━━━ Provided entries

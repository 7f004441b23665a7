use tracing::{debug, info, warn};

use super::lock_key;
use crate::cache::LockCache;
use crate::error::BattleError;
use crate::store::{self, GameStore, ScanFilter, PLAYER_PK_PREFIX, PROFILE_SK};

/// Pages through player profiles looking for a defender who is not the
/// attacker and holds no lock entry. First unlocked candidate in scan
/// order wins.
pub struct OpponentScanner<'a> {
    store: &'a dyn GameStore,
    cache: &'a dyn LockCache,
    cache_name: &'a str,
    page_size: u32,
}

impl<'a> OpponentScanner<'a> {
    pub fn new(
        store: &'a dyn GameStore,
        cache: &'a dyn LockCache,
        cache_name: &'a str,
        page_size: u32,
    ) -> Self {
        Self {
            store,
            cache,
            cache_name,
            page_size,
        }
    }

    /// Returns `None` once pagination is exhausted without an unlocked
    /// candidate. Store errors abort the search; a cache read error only
    /// disqualifies the candidate it happened on.
    pub async fn find_unlocked_opponent(
        &self,
        attacker_id: &str,
    ) -> Result<Option<String>, BattleError> {
        let filter = ScanFilter {
            pk_prefix: PLAYER_PK_PREFIX.to_string(),
            sk: PROFILE_SK.to_string(),
        };
        let attacker_pk = store::player_pk(attacker_id);
        let mut cursor: Option<String> = None;

        loop {
            debug!("Scanning game store for player profiles");
            let page = self
                .store
                .scan(&filter, self.page_size, cursor)
                .await
                .map_err(BattleError::OpponentScan)?;

            let candidate_count = page
                .items
                .iter()
                .filter(|item| item.pk != attacker_pk)
                .count();
            debug!("Found {} potential opponents in page", candidate_count);

            for item in &page.items {
                if item.pk == attacker_pk {
                    continue;
                }
                let Some(candidate) = item.pk.strip_prefix(PLAYER_PK_PREFIX) else {
                    continue;
                };

                let key = lock_key(candidate);
                debug!("Checking lock for player: {} with key: {}", candidate, key);
                match self.cache.get(self.cache_name, &key).await {
                    Ok(None) => {
                        info!("Found unlocked player: {}", candidate);
                        return Ok(Some(candidate.to_string()));
                    }
                    Ok(Some(_)) => {}
                    Err(e) => {
                        warn!("Error checking cache for player {}, skipping: {}", candidate, e);
                    }
                }
            }

            cursor = page.next_cursor;
            if cursor.is_none() {
                debug!("No more players to check");
                return Ok(None);
            }
        }
    }
}

#[cfg(test)]
mod tests {
    use std::collections::HashSet;
    use std::time::Duration;

    use async_trait::async_trait;
    use parking_lot::Mutex;
    use serde_json::json;

    use super::*;
    use crate::cache::mock::MockLockCache;
    use crate::cache::CacheError;
    use crate::store::memory::MemoryGameStore;
    use crate::store::{PutCondition, ScanPage, StoreError, StoreItem};
    use crate::battle::LOCK_VALUE;

    const CACHE: &str = "test-cache";

    async fn seed_profiles(store: &MemoryGameStore, ids: &[&str]) {
        for id in ids {
            store
                .put_item(
                    StoreItem::new(
                        store::player_pk(id),
                        PROFILE_SK.to_string(),
                        json!({ "gold": 100 }),
                    ),
                    PutCondition::None,
                )
                .await
                .unwrap();
        }
    }

    async fn lock_player(cache: &MockLockCache, id: &str) {
        cache
            .set(CACHE, &lock_key(id), LOCK_VALUE, Duration::from_secs(180))
            .await
            .unwrap();
    }

    /// Delegates to the mock but remembers every lock key it was asked
    /// about.
    struct RecordingLockCache {
        inner: MockLockCache,
        queried: Mutex<Vec<String>>,
    }

    impl RecordingLockCache {
        fn new() -> Self {
            Self {
                inner: MockLockCache::new(),
                queried: Mutex::new(Vec::new()),
            }
        }
    }

    #[async_trait]
    impl LockCache for RecordingLockCache {
        async fn get(&self, cache_name: &str, key: &str) -> Result<Option<String>, CacheError> {
            self.queried.lock().push(key.to_string());
            self.inner.get(cache_name, key).await
        }

        async fn set(
            &self,
            cache_name: &str,
            key: &str,
            value: &str,
            ttl: Duration,
        ) -> Result<(), CacheError> {
            self.inner.set(cache_name, key, value, ttl).await
        }

        async fn ping(&self) -> Result<(), CacheError> {
            self.inner.ping().await
        }
    }

    /// Fails lock reads for one specific player.
    struct FaultyLockCache {
        inner: MockLockCache,
        failing_key: String,
    }

    #[async_trait]
    impl LockCache for FaultyLockCache {
        async fn get(&self, cache_name: &str, key: &str) -> Result<Option<String>, CacheError> {
            if key == self.failing_key {
                return Err(CacheError::Backend(::redis::RedisError::from((
                    ::redis::ErrorKind::IoError,
                    "simulated cache outage",
                ))));
            }
            self.inner.get(cache_name, key).await
        }

        async fn set(
            &self,
            cache_name: &str,
            key: &str,
            value: &str,
            ttl: Duration,
        ) -> Result<(), CacheError> {
            self.inner.set(cache_name, key, value, ttl).await
        }

        async fn ping(&self) -> Result<(), CacheError> {
            self.inner.ping().await
        }
    }

    struct BrokenStore;

    #[async_trait]
    impl GameStore for BrokenStore {
        async fn get_item(&self, _pk: &str, _sk: &str) -> Result<Option<StoreItem>, StoreError> {
            Err(StoreError::Database(sqlx::Error::PoolClosed))
        }

        async fn put_item(
            &self,
            _item: StoreItem,
            _condition: PutCondition,
        ) -> Result<(), StoreError> {
            Err(StoreError::Database(sqlx::Error::PoolClosed))
        }

        async fn query(&self, _pk: &str, _sk_prefix: &str) -> Result<Vec<StoreItem>, StoreError> {
            Err(StoreError::Database(sqlx::Error::PoolClosed))
        }

        async fn scan(
            &self,
            _filter: &ScanFilter,
            _page_size: u32,
            _cursor: Option<String>,
        ) -> Result<ScanPage, StoreError> {
            Err(StoreError::Database(sqlx::Error::PoolClosed))
        }
    }

    #[tokio::test]
    async fn never_returns_the_attacker() {
        let store = MemoryGameStore::new();
        seed_profiles(&store, &["p1"]).await;
        let cache = MockLockCache::new();

        let scanner = OpponentScanner::new(&store, &cache, CACHE, 5);
        let found = scanner.find_unlocked_opponent("p1").await.unwrap();
        assert_eq!(found, None);
    }

    #[tokio::test]
    async fn skips_locked_players_and_returns_first_unlocked() {
        let store = MemoryGameStore::new();
        seed_profiles(&store, &["p1", "p2", "p3"]).await;
        let cache = MockLockCache::new();
        lock_player(&cache, "p2").await;

        let scanner = OpponentScanner::new(&store, &cache, CACHE, 5);
        let found = scanner.find_unlocked_opponent("p1").await.unwrap();
        assert_eq!(found.as_deref(), Some("p3"));
    }

    #[tokio::test]
    async fn pagination_visits_every_candidate_exactly_once() {
        // 13 candidates with page size 5: two full pages plus a remainder.
        let store = MemoryGameStore::new();
        let ids: Vec<String> = (0..14).map(|i| format!("p{:02}", i)).collect();
        let refs: Vec<&str> = ids.iter().map(String::as_str).collect();
        seed_profiles(&store, &refs).await;

        let cache = RecordingLockCache::new();
        // Lock everyone so the scan has to walk the full key space.
        for id in &ids {
            if id != "p00" {
                lock_player(&cache.inner, id).await;
            }
        }

        let scanner = OpponentScanner::new(&store, &cache, CACHE, 5);
        let found = scanner.find_unlocked_opponent("p00").await.unwrap();
        assert_eq!(found, None);

        let queried = cache.queried.lock().clone();
        assert_eq!(queried.len(), 13);
        let unique: HashSet<_> = queried.iter().collect();
        assert_eq!(unique.len(), 13);
        assert!(!queried.contains(&lock_key("p00")));
    }

    #[tokio::test]
    async fn cache_error_skips_only_that_candidate() {
        let store = MemoryGameStore::new();
        seed_profiles(&store, &["p1", "p2", "p3"]).await;
        let cache = FaultyLockCache {
            inner: MockLockCache::new(),
            failing_key: lock_key("p2"),
        };

        let scanner = OpponentScanner::new(&store, &cache, CACHE, 5);
        let found = scanner.find_unlocked_opponent("p1").await.unwrap();
        assert_eq!(found.as_deref(), Some("p3"));
    }

    #[tokio::test]
    async fn store_error_aborts_the_search() {
        let store = BrokenStore;
        let cache = MockLockCache::new();

        let scanner = OpponentScanner::new(&store, &cache, CACHE, 5);
        let err = scanner.find_unlocked_opponent("p1").await.unwrap_err();
        assert!(matches!(err, BattleError::OpponentScan(_)));
    }
}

━━━━━━

_Your instructions_
Copy every line in the entries above that has the string "iter" in it.

_Exercise answer_
                .iter()
        let refs: Vec<&str> = ids.iter().map(String::as_str).collect();
        let unique: HashSet<_> = queried.iter().collect();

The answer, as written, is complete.